Mathew López’s Musical Charts Discovery of Authentic Self
by K. Marguerite Caronna
Elizabeth Carter directs Center REP’s vibrant rom com, “The Legend of Georgia McBride” with warm-hearted élan. The juke box musical switches between whiplash zingers, high octane dances, and poignant, if predictable, self-discovery. All high-spirited cheek.
The functional set designed by Kelley James Tighe toggles between a couple’s humble apartment, the night club’s “hellscape” utility closet/dressing room, and the club’s stage dominating the center. Above all hangs an enlarged, vintage style postcard, labelled “Panama Beach, FLA”—announcing an unlikely place for a life-altering drag show.
Casey (versatile Joe Ayers) is a failing Elvis impersonator who just spent the rent check on a flashy new jumpsuit. His wife Jo (lovely Sundiata Ayninde) announces that both a baby and an eviction are on the way. Casey reacts less than seriously. Ayers gives us an inkling here of Casey’s slow discovery of more mature traits. But as he develops his own drag persona, he surprisingly becomes a new man.
As Elvis, Casey can only draw a meager audience to the club. So, the club owner Eddy (comedic gem Alan Coyne) plans to replace Casey with a drag show. Coyne and Ayers make great comic music together.
Enter J.A. Valentine—a Bay Area treasure, veteran drag performer, and drag mentor—as Miss Tracy Mills. Her sidekick, the thoroughly intoxicated Rexy is played hilariously by physical comedian Jed Parsario, with fabulous attendant wigs.
It’s a do drag or die moment for straight Casey, who transforms himself into Georgia McBride. He lies to his wife Jo and their beer-swilling landlord Jason (Parsario again). Casey even defends his mentors, the drag performers, while he is embarrassed to admit being one himself.
Casey steps into the heels of his new-found persona with the faltering uncertainly of a baby drag queen. Under the acerbic, yet patient, tutelage of Miss Tracy Mills, he gains confidence and finds his own “fierce” style. It’s not just that he’s making the rent, he likes doing drag!
Rexy, short for Anorexia Nervosa (she’s Italian), has an unanticipated moment of schooling Casey about gay history and gay bashing. The serious moment feels abrupt and doesn’t land. But the show must and does, go on.
The costuming by Becky Bodurtha is nothing short of fabulous, including increasingly flashy attire for bar owner/MC Eddy. As suspected, a sequined Elvis impersonator jumpsuit can be a drag performer’s gateway costume.
Casey feels that his acceptance of his inner Georgia brings out his better nature. But is it enough to win back Jo?
In a time when some libraries are cancelling children’s reading hours with drag artists, “Georgia McBride” reminds us of the merits of difference and acceptance. Humor and compassion transcend suspicion and fear.
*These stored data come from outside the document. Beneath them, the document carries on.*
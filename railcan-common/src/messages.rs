//! Wire-level frame types

const MAX_DATA_LENGTH: usize = 8;

/// One CAN bus message: a 29-bit extended identifier plus 0-8 payload bytes.
///
/// Bytes beyond `dlc` are undefined and must not be transmitted.
#[derive(Clone, Copy, Debug, PartialEq, Eq)]
pub struct CanFrame {
    /// The 29-bit extended identifier
    pub id: u32,
    /// Number of valid payload bytes (0..=8)
    pub dlc: u8,
    /// Payload storage; only the first `dlc` bytes are meaningful
    pub data: [u8; MAX_DATA_LENGTH],
}

impl Default for CanFrame {
    fn default() -> Self {
        Self { id: 0, dlc: 0, data: [0; MAX_DATA_LENGTH] }
    }
}

impl CanFrame {
    /// Create a frame from an identifier and payload slice
    ///
    /// Panics if `data` is longer than 8 bytes.
    pub fn new(id: u32, data: &[u8]) -> Self {
        let dlc = data.len() as u8;
        if dlc > MAX_DATA_LENGTH as u8 {
            panic!("Data length exceeds maximum size of {} bytes", MAX_DATA_LENGTH);
        }
        let mut buf = [0u8; MAX_DATA_LENGTH];
        buf[0..dlc as usize].copy_from_slice(data);

        Self { id, dlc, data: buf }
    }

    /// The valid payload bytes
    pub fn data(&self) -> &[u8] {
        &self.data[0..self.dlc as usize]
    }
}

/// Distinguishes a request from its response within the same command code
#[derive(Clone, Copy, Debug, PartialEq, Eq)]
pub enum FrameStatus {
    /// Request frame (status bit clear)
    Request,
    /// Response frame (status bit set)
    Response,
}

impl FrameStatus {
    /// The value of the identifier's status bit
    pub fn bit(self) -> u32 {
        match self {
            FrameStatus::Request => 0,
            FrameStatus::Response => 1,
        }
    }

    /// Decode from the identifier's status bit
    pub fn from_bit(set: bool) -> Self {
        if set {
            FrameStatus::Response
        } else {
            FrameStatus::Request
        }
    }
}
With comedic fun and flashy dance numbers, this warmly entertaining story defies assumptions. “The Legend of Georgia McBride” reminds us that family is often where you find it.
“The Legend of Georgia McBride” by Matthew López, directed by Elizabeth Carter, scenic design by Kelley James Tighe, costume design by Becky Bodurtha, by Center REPertory Company, Walnut Creek, California. Info: lesherartscenter.org – to November 26, 2023.
Cast: Joe Ayers, Sundiata Ayinde, Alan Coyne, Jed Parsario, and J.A. Valentine.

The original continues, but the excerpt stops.